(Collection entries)
* * * * * * *
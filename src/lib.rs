#![doc = r#"
s2mosaic: a batch driver for Sentinel-2 correction and mosaicking.

This crate turns a workspace of unzipped Sentinel-2 tiles into one enhanced,
exported mosaic. It imports every tile into a working raster format, masks
clouds and haze, removes haze, applies atmospheric correction, mosaics the
corrected tiles along minimum-difference cutlines, stretches bands 4/3/2
through linear LUTs and exports a 3-band image.

The image processing itself is done by an external geospatial engine behind
the [`RasterEngine`] trait. s2mosaic owns the orchestration: workspace
preparation, tile discovery, deterministic naming, stage ordering, failure
policy, logging and run reporting.

Workspace layout
----------------
```text
<root>/
  input/       one folder per tile, each with MTD_MSIL1C.xml
  pix/         tile0.pix, tile0_hzrm.pix, ...
  corrected/   tile0_atcor.pix, ...
  mosaic/      mosaic_out.pix, cutlines.shp, mosaic_enhanced.pix, mosaic_enhanced.tif
```
`pix/`, `corrected/` and `mosaic/` are deleted and recreated at the start
of every run.

Quick start: dry run over a workspace
-------------------------------------
```rust,no_run
use std::path::Path;
use s2mosaic::{run_workspace, DryRunEngine, PipelineParams};

fn main() -> s2mosaic::Result<()> {
    let report = run_workspace(
        Path::new("/data/mosaic"),
        PipelineParams::default(),
        DryRunEngine::new(),
    )?;
    println!("final image: {:?}", report.exported);
    Ok(())
}
```

External programs from a configuration file
-------------------------------------------
```rust,no_run
use std::path::Path;
use s2mosaic::{build_pipeline, EngineKind, PipelineConfig};

fn main() -> s2mosaic::Result<()> {
    let config = PipelineConfig::load(Path::new("/data/mosaic/s2mosaic.json"))?;
    let mut pipeline = build_pipeline(Path::new("/data/mosaic"), &config, EngineKind::Command)?;
    let report = pipeline.run()?;
    println!("corrected {} tile(s)", report.corrected.len());
    Ok(())
}
```

Error handling
--------------
All public functions return `s2mosaic::Result<T>`; match on `s2mosaic::Error`
to handle specific cases.

```rust,no_run
use std::path::Path;
use s2mosaic::{run_workspace, DryRunEngine, Error, PipelineParams};

fn main() {
    match run_workspace(Path::new("/empty"), PipelineParams::default(), DryRunEngine::new()) {
        Ok(_) => {}
        Err(Error::MissingInput { path }) => eprintln!("add tiles to {}", path.display()),
        Err(Error::Engine(e)) => eprintln!("engine failed: {e}"),
        Err(other) => eprintln!("Other error: {other}"),
    }
}
```

Useful modules
--------------
- [`api`]: high-level entry points.
- [`core`]: parameters, workspace, naming, stages and the pipeline.
- [`engine`]: the engine trait, operations and the bundled engines.
- [`io`]: Sentinel-2 tile reading, GDAL probing, report writing.
- [`types`]: shared enums.
- [`error`]: crate-level `Error` and `Result`.
"#]

// Core modules (public)
pub mod api;
pub mod core;
pub mod engine;
pub mod error;
pub mod io;
pub mod types;

// Curated public API surface
// Types
pub use core::config::PipelineConfig;
pub use core::params::PipelineParams;
pub use core::report::{RunReport, SkippedTile};
pub use core::workspace::{PrepareReport, Workspace};
pub use error::{Error, Result};
pub use types::{EngineKind, FailurePolicy, RasterFormat, Stage};

// Engines
pub use engine::{
    CommandEngine, CommandSpec, DryRunEngine, EngineConfig, EngineError, Operation,
    OperationKind, RasterEngine,
};

// Pipeline
pub use core::processing::pipeline::Pipeline;

// High-level API re-exports
pub use api::{build_pipeline, engine_for, run_workspace};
* * * * * * *
◆ WHAT IS EXPECTED ◆
Among the entries, find every line holding "Result" and return it.

◆ REPLY ◆
fn main() -> s2mosaic::Result<()> {
fn main() -> s2mosaic::Result<()> {
All public functions return `s2mosaic::Result<T>`; match on `s2mosaic::Error`
- [`error`]: crate-level `Error` and `Result`.
pub use error::{Error, Result};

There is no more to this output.